Cette discussion est juste intenable, je n'en peux plus.

- Tom m'a expliqué qu'il ne parvenait pas à te joindre et je commence à comprendre pourquoi. Sylvie te réclame et voudrait te voir.

- Oh ma puce... elle me manque tellement. Elle va bien?

- Oui, elle est un peu perturbée par tout ça mais elle se porte comme un charme.

- Je ne veux pas retourner à notre appartement.

- Cela va de soi. Que dirais-tu de venir chercher ta fille chez moi?

- Ce serait génial mais je n'ai pas encore la possibilité de la loger.

- Je me posais justement la question. Où vis-tu?

- Un ami m'héberge quelques temps. Malheureusement il n'a qu'une seule chambre mais je peux lui demander si ça le dérange que j'amène Sylvie pour une nuit.

- Tiens-moi au courant, tu as mon numéro maintenant. Tu peux aussi venir dormir chez moi, je te ferai une place avec plaisir.

- C'est gentil mais je ne veux plus rien avoir à faire avec Tom et le risque de le croiser est trop grand si je viens chez toi.

- Je comprends.

- Dis à Sylvie que je l'aime très fort. On pourrait faire ça ce week-end?

- Je m'arrange avec Tom. De toute façon, il n'a pas intérêt à refuser.

- Merci Mireille, lui dis-je au bord des larmes.

- De rien ma chérie. Passe une bonne journée.

Je raccroche complètement bouleversée. Même sa mère est de mon côté visiblement. Je consulte ma montre. Il me reste encore le temps de passer jusqu'au bureau de surveillance. Je n'aurai pas pu manger finalement mais ce que je dois faire est plus important. Prenant mes affaires, je me dépêche de partir. Arrivée sur place, Olivier débarque justement pour faire une pause.

- Salut la belle, qu'est-ce que tu fais dans le coin? Attends, laisse-moi deviner... je te manquais déjà? me dit-il hilare.

- Si tu savais... lui dis-je enjôleuse. Je pense sans arrêt à toi, nuit et jour...

Nous éclatons de rire tous les deux sous l'incompréhension totale des gens qui nous entourent.

- Plus sérieusement, j'ai quelque chose à te demander.

- De quoi s'agit-il? me demande-t-il plus sérieux tout à coup.

- Ma belle-mère, enfin mon ex, m'a téléphoné pour me dire que ma fille me réclame et je dois dire qu'elle me manque énormément.

- Ne m'en dis pas plus. Tu aimerais qu'elle vienne à l'appartement?

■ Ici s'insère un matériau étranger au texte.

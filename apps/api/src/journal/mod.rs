pub mod calendar;
pub mod entry_key;
pub mod handlers;
pub mod storage;
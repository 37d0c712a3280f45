use axum::{extract::State, Json};
use serde_json::{json, Value};

use crate::state::AppState;

/// GET /health
/// Returns a simple status object with service version and entry backend.
pub async fn health_handler(State(state): State<AppState>) -> Json<Value> {
    Json(json!({
        "status": "ok",
        "version": env!("CARGO_PKG_VERSION"),
        "service": "voicejournal-api",
        "entry_store": state.entries.backend(),
    }))
}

- Tu es devin? lui dis-je en souriant. En fait, je me demandais si elle pouvait rester dormir une nuit avec moi. On dormirait dans le même lit et tu ne verrais même pas qu'elle est là.

- Tu ne dois même pas me poser la question. Elle est la bienvenue quand tu veux.

- T'es vraiment un amour, merci.

Je suis tellement contente que je l'étreins et lui embrasse la joue. Après cinq minutes de ce traitement, il se recule et m'interpelle

- Comment ça s'est passé avec la mère de Tom?

- Étonnement, très bien. Elle s'est excusée de n'avoir rien vu et a même traité son fils de crétin. Apparemment, j'ai une alliée supplémentaire.

- Quel retournement de situation. Je crois que je vais bien l'aimer, me dit-il avec un grand sourire. Comment vous vous organisez pour Sylvie?

- J'irai la chercher et la ramener chez elle. Mireille attend que je lui donne mon feu vert pour tout arranger de son côté.

- Et le feu vert, c'était moi j'imagine?

- Tu as tout compris.

- Dépêche-toi de la prévenir alors. Tu veux faire ça quand?

- Ce week-end ça irait?

- Parfait. Bon, je vais manger sinon je n'aurai pas le temps. Je te retrouve tout à l'heure.

- Bon appétit. À tout à l'heure et encore merci.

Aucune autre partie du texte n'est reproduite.